[[ EXTRACTED RECORDS, beginning ]]
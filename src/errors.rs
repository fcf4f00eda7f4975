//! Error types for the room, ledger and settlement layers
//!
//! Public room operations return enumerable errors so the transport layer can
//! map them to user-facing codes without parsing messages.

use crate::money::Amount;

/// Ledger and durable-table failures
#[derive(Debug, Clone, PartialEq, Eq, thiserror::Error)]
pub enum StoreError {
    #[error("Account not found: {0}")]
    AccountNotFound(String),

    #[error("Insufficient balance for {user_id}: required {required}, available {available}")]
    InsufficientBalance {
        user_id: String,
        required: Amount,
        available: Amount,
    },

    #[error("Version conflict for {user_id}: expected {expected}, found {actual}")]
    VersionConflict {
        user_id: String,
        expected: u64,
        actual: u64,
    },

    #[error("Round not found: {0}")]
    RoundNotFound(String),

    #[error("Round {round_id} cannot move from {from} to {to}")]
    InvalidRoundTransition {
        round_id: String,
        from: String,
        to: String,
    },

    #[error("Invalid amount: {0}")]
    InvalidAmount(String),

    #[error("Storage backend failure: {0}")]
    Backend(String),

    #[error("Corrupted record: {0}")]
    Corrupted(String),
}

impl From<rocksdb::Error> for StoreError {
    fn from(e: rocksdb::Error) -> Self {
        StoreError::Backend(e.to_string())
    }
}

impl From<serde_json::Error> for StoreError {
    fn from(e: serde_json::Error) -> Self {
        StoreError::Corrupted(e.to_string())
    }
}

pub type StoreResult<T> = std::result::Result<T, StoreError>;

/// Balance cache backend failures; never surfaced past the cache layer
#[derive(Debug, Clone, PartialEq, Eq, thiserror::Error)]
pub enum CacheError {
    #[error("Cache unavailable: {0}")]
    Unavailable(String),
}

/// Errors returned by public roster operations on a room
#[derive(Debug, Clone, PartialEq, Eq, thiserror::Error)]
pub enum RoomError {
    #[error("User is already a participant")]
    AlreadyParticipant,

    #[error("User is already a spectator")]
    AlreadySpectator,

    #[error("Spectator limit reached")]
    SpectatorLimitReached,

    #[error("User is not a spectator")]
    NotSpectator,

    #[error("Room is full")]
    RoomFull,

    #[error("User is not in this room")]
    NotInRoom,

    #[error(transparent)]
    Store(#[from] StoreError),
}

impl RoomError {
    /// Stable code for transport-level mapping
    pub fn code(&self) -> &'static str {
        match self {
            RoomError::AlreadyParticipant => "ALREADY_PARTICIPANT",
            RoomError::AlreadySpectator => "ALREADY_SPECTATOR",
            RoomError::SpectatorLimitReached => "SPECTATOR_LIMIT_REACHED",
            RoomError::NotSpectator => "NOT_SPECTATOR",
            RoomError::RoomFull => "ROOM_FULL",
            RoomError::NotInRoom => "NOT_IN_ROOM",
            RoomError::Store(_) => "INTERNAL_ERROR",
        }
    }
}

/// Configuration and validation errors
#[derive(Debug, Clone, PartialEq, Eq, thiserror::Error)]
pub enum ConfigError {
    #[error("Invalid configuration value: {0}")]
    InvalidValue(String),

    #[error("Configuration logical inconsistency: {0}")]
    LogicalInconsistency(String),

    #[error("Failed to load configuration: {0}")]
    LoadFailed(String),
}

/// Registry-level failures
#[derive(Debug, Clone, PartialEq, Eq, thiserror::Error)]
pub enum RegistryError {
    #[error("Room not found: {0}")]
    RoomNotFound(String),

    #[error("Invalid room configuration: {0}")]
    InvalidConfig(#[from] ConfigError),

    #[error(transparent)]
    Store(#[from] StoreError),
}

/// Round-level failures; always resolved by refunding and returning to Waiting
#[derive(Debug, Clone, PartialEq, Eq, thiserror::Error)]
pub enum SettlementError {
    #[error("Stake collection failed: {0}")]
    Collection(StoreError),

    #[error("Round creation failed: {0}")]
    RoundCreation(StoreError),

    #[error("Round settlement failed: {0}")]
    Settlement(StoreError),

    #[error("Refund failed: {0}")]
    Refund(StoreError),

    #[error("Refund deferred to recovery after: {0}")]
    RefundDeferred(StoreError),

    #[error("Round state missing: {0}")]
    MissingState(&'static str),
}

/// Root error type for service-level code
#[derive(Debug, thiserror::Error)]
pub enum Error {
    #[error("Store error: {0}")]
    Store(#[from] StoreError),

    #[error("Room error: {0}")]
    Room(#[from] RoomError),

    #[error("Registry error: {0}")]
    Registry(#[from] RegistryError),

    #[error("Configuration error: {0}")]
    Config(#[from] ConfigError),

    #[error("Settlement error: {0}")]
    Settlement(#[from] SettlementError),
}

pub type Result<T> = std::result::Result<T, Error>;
[[ EXTRACTED RECORDS, end ]]
*ABOUT THIS TASK*.
Without leaving anything out, give the entries again exactly.

*YOUR SOLUTION*.
filename src/errors.rs
repository fcf4f00eda7f4975
//! Error types for the room, ledger and settlement layers
//!
//! Public room operations return enumerable errors so the transport layer can
//! map them to user-facing codes without parsing messages.

use crate::money::Amount;

/// Ledger and durable-table failures
#[derive(Debug, Clone, PartialEq, Eq, thiserror::Error)]
pub enum StoreError {
    #[error("Account not found: {0}")]
    AccountNotFound(String),

    #[error("Insufficient balance for {user_id}: required {required}, available {available}")]
    InsufficientBalance {
        user_id: String,
        required: Amount,
        available: Amount,
    },

    #[error("Version conflict for {user_id}: expected {expected}, found {actual}")]
    VersionConflict {
        user_id: String,
        expected: u64,
        actual: u64,
    },

    #[error("Round not found: {0}")]
    RoundNotFound(String),

    #[error("Round {round_id} cannot move from {from} to {to}")]
    InvalidRoundTransition {
        round_id: String,
        from: String,
        to: String,
    },

    #[error("Invalid amount: {0}")]
    InvalidAmount(String),

    #[error("Storage backend failure: {0}")]
    Backend(String),

    #[error("Corrupted record: {0}")]
    Corrupted(String),
}

impl From<rocksdb::Error> for StoreError {
    fn from(e: rocksdb::Error) -> Self {
        StoreError::Backend(e.to_string())
    }
}

impl From<serde_json::Error> for StoreError {
    fn from(e: serde_json::Error) -> Self {
        StoreError::Corrupted(e.to_string())
    }
}

pub type StoreResult<T> = std::result::Result<T, StoreError>;

/// Balance cache backend failures; never surfaced past the cache layer
#[derive(Debug, Clone, PartialEq, Eq, thiserror::Error)]
pub enum CacheError {
    #[error("Cache unavailable: {0}")]
    Unavailable(String),
}

/// Errors returned by public roster operations on a room
#[derive(Debug, Clone, PartialEq, Eq, thiserror::Error)]
pub enum RoomError {
    #[error("User is already a participant")]
    AlreadyParticipant,

    #[error("User is already a spectator")]
    AlreadySpectator,

    #[error("Spectator limit reached")]
    SpectatorLimitReached,

    #[error("User is not a spectator")]
    NotSpectator,

    #[error("Room is full")]
    RoomFull,

    #[error("User is not in this room")]
    NotInRoom,

    #[error(transparent)]
    Store(#[from] StoreError),
}

impl RoomError {
    /// Stable code for transport-level mapping
    pub fn code(&self) -> &'static str {
        match self {
            RoomError::AlreadyParticipant => "ALREADY_PARTICIPANT",
            RoomError::AlreadySpectator => "ALREADY_SPECTATOR",
            RoomError::SpectatorLimitReached => "SPECTATOR_LIMIT_REACHED",
            RoomError::NotSpectator => "NOT_SPECTATOR",
            RoomError::RoomFull => "ROOM_FULL",
            RoomError::NotInRoom => "NOT_IN_ROOM",
            RoomError::Store(_) => "INTERNAL_ERROR",
        }
    }
}

/// Configuration and validation errors
#[derive(Debug, Clone, PartialEq, Eq, thiserror::Error)]
pub enum ConfigError {
    #[error("Invalid configuration value: {0}")]
    InvalidValue(String),

    #[error("Configuration logical inconsistency: {0}")]
    LogicalInconsistency(String),

    #[error("Failed to load configuration: {0}")]
    LoadFailed(String),
}

/// Registry-level failures
#[derive(Debug, Clone, PartialEq, Eq, thiserror::Error)]
pub enum RegistryError {
    #[error("Room not found: {0}")]
    RoomNotFound(String),

    #[error("Invalid room configuration: {0}")]
    InvalidConfig(#[from] ConfigError),

    #[error(transparent)]
    Store(#[from] StoreError),
}

/// Round-level failures; always resolved by refunding and returning to Waiting
#[derive(Debug, Clone, PartialEq, Eq, thiserror::Error)]
pub enum SettlementError {
    #[error("Stake collection failed: {0}")]
    Collection(StoreError),

    #[error("Round creation failed: {0}")]
    RoundCreation(StoreError),

    #[error("Round settlement failed: {0}")]
    Settlement(StoreError),

    #[error("Refund failed: {0}")]
    Refund(StoreError),

    #[error("Refund deferred to recovery after: {0}")]
    RefundDeferred(StoreError),

    #[error("Round state missing: {0}")]
    MissingState(&'static str),
}

/// Root error type for service-level code
#[derive(Debug, thiserror::Error)]
pub enum Error {
    #[error("Store error: {0}")]
    Store(#[from] StoreError),

    #[error("Room error: {0}")]
    Room(#[from] RoomError),

    #[error("Registry error: {0}")]
    Registry(#[from] RegistryError),

    #[error("Configuration error: {0}")]
    Config(#[from] ConfigError),

    #[error("Settlement error: {0}")]
    Settlement(#[from] SettlementError),
}

pub type Result<T> = std::result::Result<T, Error>;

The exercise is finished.